Starting over: Funds for worker retraining drying up

DAYTON — Paula Fannon Ruzick followed her parents into automotive factory work, expecting that her job with General Motors Corp. and later Delphi Corp., would last a lifetime.

But the former assembly-line worker and forklift driver overhauled her career plans after her father, Silas Fannon, a former GM worker and president of United Auto Workers Local 696 in Dayton, cautioned her that the auto industry was changing and her employment future could be at risk. In 2005, Delphi filed for bankruptcy reorganization, eventually resulting in closure of four of its five Dayton-area auto parts plants and forcing about 5,000 employees to retire or find new careers.

Ruzick, 54, of Kettering, said a Delphi tuition assistance program paid for the education she needed in pharmacology, medical terminology and related courses to start a new career in medical billing for a physicians’ office.

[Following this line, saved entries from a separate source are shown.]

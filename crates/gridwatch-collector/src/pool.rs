//! Bounded fan-out of per-entity work.
//!
//! Every work item is spawned immediately and receives a [`Bound`]; it
//! acquires a permit from it before the part of its work that talks to the
//! control plane. At most `limit` items hold a permit at once.

use std::future::Future;
use std::sync::Arc;

use tokio::sync::{OwnedSemaphorePermit, Semaphore};
use tokio::task::JoinSet;
use tracing::error;

use crate::error::{CollectError, CollectResult};

/// Shared concurrency ceiling handed to each work item.
#[derive(Debug, Clone)]
pub struct Bound {
    semaphore: Option<Arc<Semaphore>>,
}

impl Bound {
    /// Wait for a slot. The slot is released when the permit drops.
    /// Unbounded pools return `None` immediately.
    pub async fn acquire(&self) -> Option<OwnedSemaphorePermit> {
        match &self.semaphore {
            Some(semaphore) => Arc::clone(semaphore).acquire_owned().await.ok(),
            None => None,
        }
    }
}

/// Spawned work items joined by [`FanOut::join`].
pub struct FanOut {
    bound: Bound,
    tasks: JoinSet<()>,
}

impl FanOut {
    /// A pool running at most `limit` items concurrently. 0 is unbounded.
    pub fn new(limit: usize) -> Self {
        let semaphore = (limit > 0).then(|| Arc::new(Semaphore::new(limit)));
        Self {
            bound: Bound { semaphore },
            tasks: JoinSet::new(),
        }
    }

    pub fn spawn<F, Fut>(&mut self, work: F)
    where
        F: FnOnce(Bound) -> Fut,
        Fut: Future<Output = ()> + Send + 'static,
    {
        self.tasks.spawn(work(self.bound.clone()));
    }

    /// Number of items not yet joined.
    pub fn len(&self) -> usize {
        self.tasks.len()
    }

    pub fn is_empty(&self) -> bool {
        self.tasks.is_empty()
    }

    /// Wait for every item. A panicked item does not stop the others from
    /// being awaited; the first such failure is returned afterwards.
    pub async fn join(mut self) -> CollectResult<()> {
        let mut first: Option<CollectError> = None;
        while let Some(result) = self.tasks.join_next().await {
            if let Err(e) = result {
                error!(error = %e, "fan-out task failed");
                first.get_or_insert(CollectError::Join(e));
            }
        }
        match first {
            Some(e) => Err(e),
            None => Ok(()),
        }
    }
}

#[cfg(test)]
mod tests {
    use super::*;
    use std::sync::atomic::{AtomicUsize, Ordering};
    use std::time::Duration;

    async fn run(limit: usize, items: usize) -> (usize, usize) {
        let current = Arc::new(AtomicUsize::new(0));
        let peak = Arc::new(AtomicUsize::new(0));
        let done = Arc::new(AtomicUsize::new(0));

        let mut pool = FanOut::new(limit);
        for _ in 0..items {
            let current = Arc::clone(&current);
            let peak = Arc::clone(&peak);
            let done = Arc::clone(&done);
            pool.spawn(move |bound| async move {
                let _permit = bound.acquire().await;
                let now = current.fetch_add(1, Ordering::SeqCst) + 1;
                peak.fetch_max(now, Ordering::SeqCst);
                tokio::time::sleep(Duration::from_millis(10)).await;
                current.fetch_sub(1, Ordering::SeqCst);
                done.fetch_add(1, Ordering::SeqCst);
            });
        }
        assert_eq!(pool.len(), items);
        pool.join().await.unwrap();
        (peak.load(Ordering::SeqCst), done.load(Ordering::SeqCst))
    }

    #[tokio::test]
    async fn bound_is_a_ceiling() {
        let (peak, done) = run(3, 12).await;
        assert!(peak <= 3, "peak {peak} exceeded bound");
        assert_eq!(done, 12);
    }

    #[tokio::test]
    async fn zero_is_unbounded() {
        let (peak, done) = run(0, 8).await;
        assert_eq!(done, 8);
        assert!(peak > 3);
    }

    #[tokio::test]
    async fn panicked_item_is_reported_after_others_finish() {
        let done = Arc::new(AtomicUsize::new(0));
        let mut pool = FanOut::new(2);
        pool.spawn(|_| async { panic!("boom") });
        for _ in 0..4 {
            let done = Arc::clone(&done);
            pool.spawn(move |_| async move {
                done.fetch_add(1, Ordering::SeqCst);
            });
        }
        assert!(matches!(pool.join().await, Err(CollectError::Join(_))));
        assert_eq!(done.load(Ordering::SeqCst), 4);
    }
}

“It was the most stressful thing I had to do in my life, going back to school,” she said. “But it was something I knew I had to do.”

Ruzick began taking the night classes at RETS College (now Fortis College) in Centerville before she retired in 2006 from Delphi’s Needmore Road brake plant with 30 years’ service. Her resulting job in medical billing helped her and her husband pay for a house and educate two children, she said.

The Cato Institute, a Washington-based organization that promotes limited government and free markets, says the private sector — as it did in Ruzick’s case — should be involved in job retraining, not the federal government. Government programs are inefficient and a drain on taxpayers, while the for-profit private sector has direct motivation to train people to fill jobs in demand, said Tad DeHaven, a Cato budget analyst.

“Nothing the government does is a free lunch,” DeHaven said. “Everything it does comes at a cost. One dollar it spends on a job training program is one dollar somebody in the private sector loses.”

With increasing pressure on Washington to slash federal spending, President Obama’s budget for fiscal 2012 proposes to cut funding for the Department of Labor — home of most of the government’s worker training, placement and benefits programs — to $12.8 billion, down 5 percent from the 2010 appropriation.

Obama proposes cutting funding by 25 percent for the youth-serving Job Corps construction budget; cutting by 45 percent the money for a program designed to train older people for returning to the work force, and allocating $380 million for a new Workforce Innovation Fund to test new ideas and replicate proven strategies for worker employment and education. Congress is moving to rewrite Obama’s budget, with Republicans pushing for deeper cuts.

Labor Secretary Hilda Solis told a Washington conference of community college officials this month that tough funding choices were at hand, said Deb Norris, Sinclair Community College’s vice president for workforce development, who attended the conference. Cuts in workforce training and education programs come at a time of increasing need for those services, Norris said.

Federally funded programs have helped many former Delphi, GM and other displaced workers obtain training for new careers, said Tony Curington, a former vice president of UAW Local 696 who concluded his union tenure by helping fellow members find training funds and new job opportunities. Curington, 60, of Dayton, is still performing that service for unemployed manufacturing workers as a state Department of Job and Family Services employee assigned to the Job Center in Dayton.

“It’s an opportunity to kind of re-invent yourself into another career path,” he said. “Training is what you need to get there.”

The Trade Adjustment Assistance program, which provides education and training support for workers who lost their jobs because of foreign competition, has been particularly helpful for Ohio workers who lost automotive and other manufacturing jobs, Curington said.